* _TASK DIRECTIONS_:
Note each line of the entries that includes "happen". Then copy those lines.

BEGIN DATASET CONTENT

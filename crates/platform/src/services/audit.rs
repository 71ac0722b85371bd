//! Fire-and-forget audit trail.
//!
//! Mutations record who did what to which entity. Writes happen off the
//! request path: a failed audit insert is logged and dropped, never
//! surfaced to the caller.

use sqlx::PgPool;

use herba_core::TenantId;

use crate::db;
use crate::models::CurrentActor;

/// A single audit fact.
#[derive(Debug, Clone)]
pub struct AuditEntry {
    /// Verb, e.g. `tenant.create` or `cart.add`.
    pub action: String,
    /// Entity kind, e.g. `tenant` or `order`.
    pub entity_type: String,
    pub entity_id: String,
    pub actor_id: Option<String>,
    pub actor_email: Option<String>,
    pub tenant_id: Option<String>,
    /// Free-form context; never credentials or secrets.
    pub metadata: serde_json::Value,
}

impl AuditEntry {
    /// Build an entry for an authenticated actor.
    #[must_use]
    pub fn new(action: &str, entity_type: &str, entity_id: &str, actor: &CurrentActor) -> Self {
        Self {
            action: action.to_owned(),
            entity_type: entity_type.to_owned(),
            entity_id: entity_id.to_owned(),
            actor_id: Some(actor.id.to_string()),
            actor_email: Some(actor.email.to_string()),
            tenant_id: actor.tenant_id.as_ref().map(TenantId::to_string),
            metadata: serde_json::Value::Null,
        }
    }

    /// Attach free-form metadata.
    #[must_use]
    pub fn with_metadata(mut self, metadata: serde_json::Value) -> Self {
        self.metadata = metadata;
        self
    }
}

/// Audit log writer.
#[derive(Clone)]
pub struct AuditSink {
    pool: PgPool,
}

impl AuditSink {
    /// Create a sink over the given pool.
    #[must_use]
    pub const fn new(pool: PgPool) -> Self {
        Self { pool }
    }

    /// Record an entry off the request path.
    ///
    /// Spawned onto the runtime; insert failures are logged, not returned.
    pub fn record(&self, entry: AuditEntry) {
        let pool = self.pool.clone();
        tokio::spawn(async move {
            if let Err(e) = db::audit::insert(&pool, &entry).await {
                tracing::error!(
                    error = %e,
                    action = %entry.action,
                    entity_type = %entry.entity_type,
                    entity_id = %entry.entity_id,
                    "Failed to write audit log entry"
                );
            }
        });
    }
}

#[cfg(test)]
#[allow(clippy::unwrap_used)]
mod tests {
    use herba_core::{Email, Role, UserId};

    use super::*;

    fn staff() -> CurrentActor {
        CurrentActor {
            id: UserId::new("user-1"),
            email: Email::parse("staff@example.com").unwrap(),
            role: Role::TenantAdmin,
            tenant_id: Some(TenantId::new("acme")),
        }
    }

    #[test]
    fn actor_entry_carries_identity_and_tenant_scope() {
        let entry = AuditEntry::new("cart.add", "cart", "user-1", &staff());

        assert_eq!(entry.action, "cart.add");
        assert_eq!(entry.actor_id.as_deref(), Some("user-1"));
        assert_eq!(entry.actor_email.as_deref(), Some("staff@example.com"));
        assert_eq!(entry.tenant_id.as_deref(), Some("acme"));
    }

    #[test]
    fn metadata_is_attached_verbatim() {
        let entry = AuditEntry::new("cart.add", "cart", "user-1", &staff())
            .with_metadata(serde_json::json!({"strain_id": "s1", "quantity": 2}));

        assert_eq!(entry.metadata["quantity"], 2);
    }
}
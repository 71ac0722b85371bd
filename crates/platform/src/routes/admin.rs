//! Admin API route handlers.
//!
//! Tenant management the platform itself needs: listing, activation, and
//! per-tenant settings. Credential onboarding and rotation happen through
//! the CLI, which is the only writer of ciphertext.

use axum::{
    Json,
    extract::{Path, State},
    http::StatusCode,
};
use serde::Deserialize;

use herba_core::{Role, TenantId};

use crate::db::{RepositoryError, TenantRepository};
use crate::error::{AppError, Result};
use crate::middleware::RequireAuth;
use crate::models::{CurrentActor, Tenant};
use crate::services::AuditEntry;
use crate::state::AppState;

fn require_super_admin(actor: &CurrentActor) -> Result<()> {
    if actor.role == Role::SuperAdmin {
        Ok(())
    } else {
        Err(AppError::Forbidden)
    }
}

/// Request body for toggling tenant activation.
#[derive(Debug, Deserialize)]
pub struct ActivationRequest {
    pub active: bool,
}

/// `GET /api/admin/tenants` - list all tenants. Super-admin only.
///
/// Credentials never appear in the response; the `Tenant` serializer skips
/// them.
pub async fn list_tenants(
    State(state): State<AppState>,
    RequireAuth(actor): RequireAuth,
) -> Result<Json<Vec<Tenant>>> {
    require_super_admin(&actor)?;

    let tenants = TenantRepository::new(state.pool()).list().await?;
    Ok(Json(tenants))
}

/// Request body for creating a tenant.
#[derive(Debug, Deserialize)]
pub struct CreateTenantRequest {
    pub name: String,
    pub subdomain: String,
    #[serde(default = "default_country")]
    pub country_code: String,
}

fn default_country() -> String {
    "DE".to_owned()
}

/// `POST /api/admin/tenants` - create a tenant. Super-admin only.
///
/// New tenants start inactive and without Provider credentials; both are
/// provisioned separately before activation makes the storefront reachable.
pub async fn create_tenant(
    State(state): State<AppState>,
    RequireAuth(actor): RequireAuth,
    Json(body): Json<CreateTenantRequest>,
) -> Result<(StatusCode, Json<Tenant>)> {
    require_super_admin(&actor)?;

    let id = TenantId::new(uuid::Uuid::new_v4().to_string());
    let tenant = TenantRepository::new(state.pool())
        .create(&id, &body.name, &body.subdomain, &body.country_code)
        .await
        .map_err(|e| match e {
            RepositoryError::Conflict(msg) => AppError::Conflict(msg),
            other => AppError::Database(other),
        })?;

    state.audit().record(
        AuditEntry::new("tenant.create", "tenant", tenant.id.as_str(), &actor)
            .with_metadata(serde_json::json!({ "subdomain": tenant.subdomain })),
    );

    Ok((StatusCode::CREATED, Json(tenant)))
}

/// `POST /api/admin/tenants/{id}/activation` - toggle activation.
/// Super-admin only.
///
/// Deactivation takes effect on the next request: resolution only matches
/// active tenants, so the storefront answers 404 immediately.
pub async fn set_activation(
    State(state): State<AppState>,
    RequireAuth(actor): RequireAuth,
    Path(id): Path<TenantId>,
    Json(body): Json<ActivationRequest>,
) -> Result<Json<serde_json::Value>> {
    require_super_admin(&actor)?;

    let updated = TenantRepository::new(state.pool())
        .set_active(&id, body.active)
        .await?;
    if !updated {
        return Err(AppError::TenantNotFound);
    }

    state.audit().record(
        AuditEntry::new("tenant.activation", "tenant", id.as_str(), &actor)
            .with_metadata(serde_json::json!({ "active": body.active })),
    );

    Ok(Json(serde_json::json!({ "id": id, "active": body.active })))
}

/// `PUT /api/admin/tenants/{id}/settings` - replace the settings blob.
///
/// Allowed for super-admins and for tenant staff of the same tenant.
pub async fn update_settings(
    State(state): State<AppState>,
    RequireAuth(actor): RequireAuth,
    Path(id): Path<TenantId>,
    Json(settings): Json<serde_json::Value>,
) -> Result<Json<serde_json::Value>> {
    if !actor.can_manage_tenant(&id) {
        return Err(AppError::Forbidden);
    }

    let updated = TenantRepository::new(state.pool())
        .update_settings(&id, &settings)
        .await?;
    if !updated {
        return Err(AppError::TenantNotFound);
    }

    state
        .audit()
        .record(AuditEntry::new("tenant.settings", "tenant", id.as_str(), &actor));

    Ok(Json(serde_json::json!({ "id": id, "settings": settings })))
}
//! Herba CLI - Database migrations and tenant management.
//!
//! # Usage
//!
//! ```bash
//! # Run platform database migrations
//! herba-cli migrate
//!
//! # Onboard a tenant
//! herba-cli tenant create -n "Grove Dispensary" -s grove -c DE
//!
//! # Store a tenant's Provider credentials (encrypts the secret at rest)
//! herba-cli tenant set-credentials <id> --api-key pk_live_...
//!
//! # Toggle activation
//! herba-cli tenant activate <id>
//! herba-cli tenant deactivate <id>
//! ```
//!
//! # Commands
//!
//! - `migrate` - Run database migrations
//! - `tenant create|list|activate|deactivate|set-credentials` - Tenant
//!   management
//!
//! The Provider secret for `set-credentials` is read from the
//! `PROVIDER_SECRET_KEY` environment variable, never from argv, so it does
//! not land in shell history or the process table.

#![cfg_attr(not(test), forbid(unsafe_code))]

use clap::{Parser, Subcommand};

mod commands;

#[derive(Parser)]
#[command(name = "herba-cli")]
#[command(author, version, about = "Herba CLI tools")]
struct Cli {
    #[command(subcommand)]
    command: Commands,
}

#[derive(Subcommand)]
enum Commands {
    /// Run database migrations
    Migrate,
    /// Manage tenants
    Tenant {
        #[command(subcommand)]
        action: TenantAction,
    },
}

#[derive(Subcommand)]
enum TenantAction {
    /// Onboard a new tenant
    Create {
        /// Display name of the dispensary
        #[arg(short, long)]
        name: String,

        /// Subdomain / path slug (unique)
        #[arg(short, long)]
        subdomain: String,

        /// ISO 3166-1 alpha-2 country code
        #[arg(short, long, default_value = "DE")]
        country: String,
    },
    /// List all tenants
    List,
    /// Activate a tenant
    Activate {
        /// Tenant ID
        id: String,
    },
    /// Deactivate a tenant (storefront answers 404 on the next request)
    Deactivate {
        /// Tenant ID
        id: String,
    },
    /// Store a tenant's Provider API key and secret
    SetCredentials {
        /// Tenant ID
        id: String,

        /// Provider API key
        #[arg(long)]
        api_key: String,

        /// Provider secret key (from env, not argv)
        #[arg(long, env = "PROVIDER_SECRET_KEY", hide_env_values = true)]
        secret_key: String,
    },
}

#[tokio::main]
async fn main() {
    // Initialize tracing
    tracing_subscriber::fmt::init();

    let cli = Cli::parse();

    if let Err(e) = run(cli).await {
        tracing::error!("Command failed: {e}");
        std::process::exit(1);
    }
}

async fn run(cli: Cli) -> Result<(), commands::CliError> {
    match cli.command {
        Commands::Migrate => commands::migrate::run().await?,
        Commands::Tenant { action } => match action {
            TenantAction::Create {
                name,
                subdomain,
                country,
            } => commands::tenant::create(&name, &subdomain, &country).await?,
            TenantAction::List => commands::tenant::list().await?,
            TenantAction::Activate { id } => commands::tenant::set_active(&id, true).await?,
            TenantAction::Deactivate { id } => commands::tenant::set_active(&id, false).await?,
            TenantAction::SetCredentials {
                id,
                api_key,
                secret_key,
            } => commands::tenant::set_credentials(&id, &api_key, &secret_key).await?,
        },
    }
    Ok(())
}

END DATASET CONTENT

* _WRITTEN ANSWER_:
//! Mutations record who did what to which entity. Writes happen off the
//! per-tenant settings. Credential onboarding and rotation happen through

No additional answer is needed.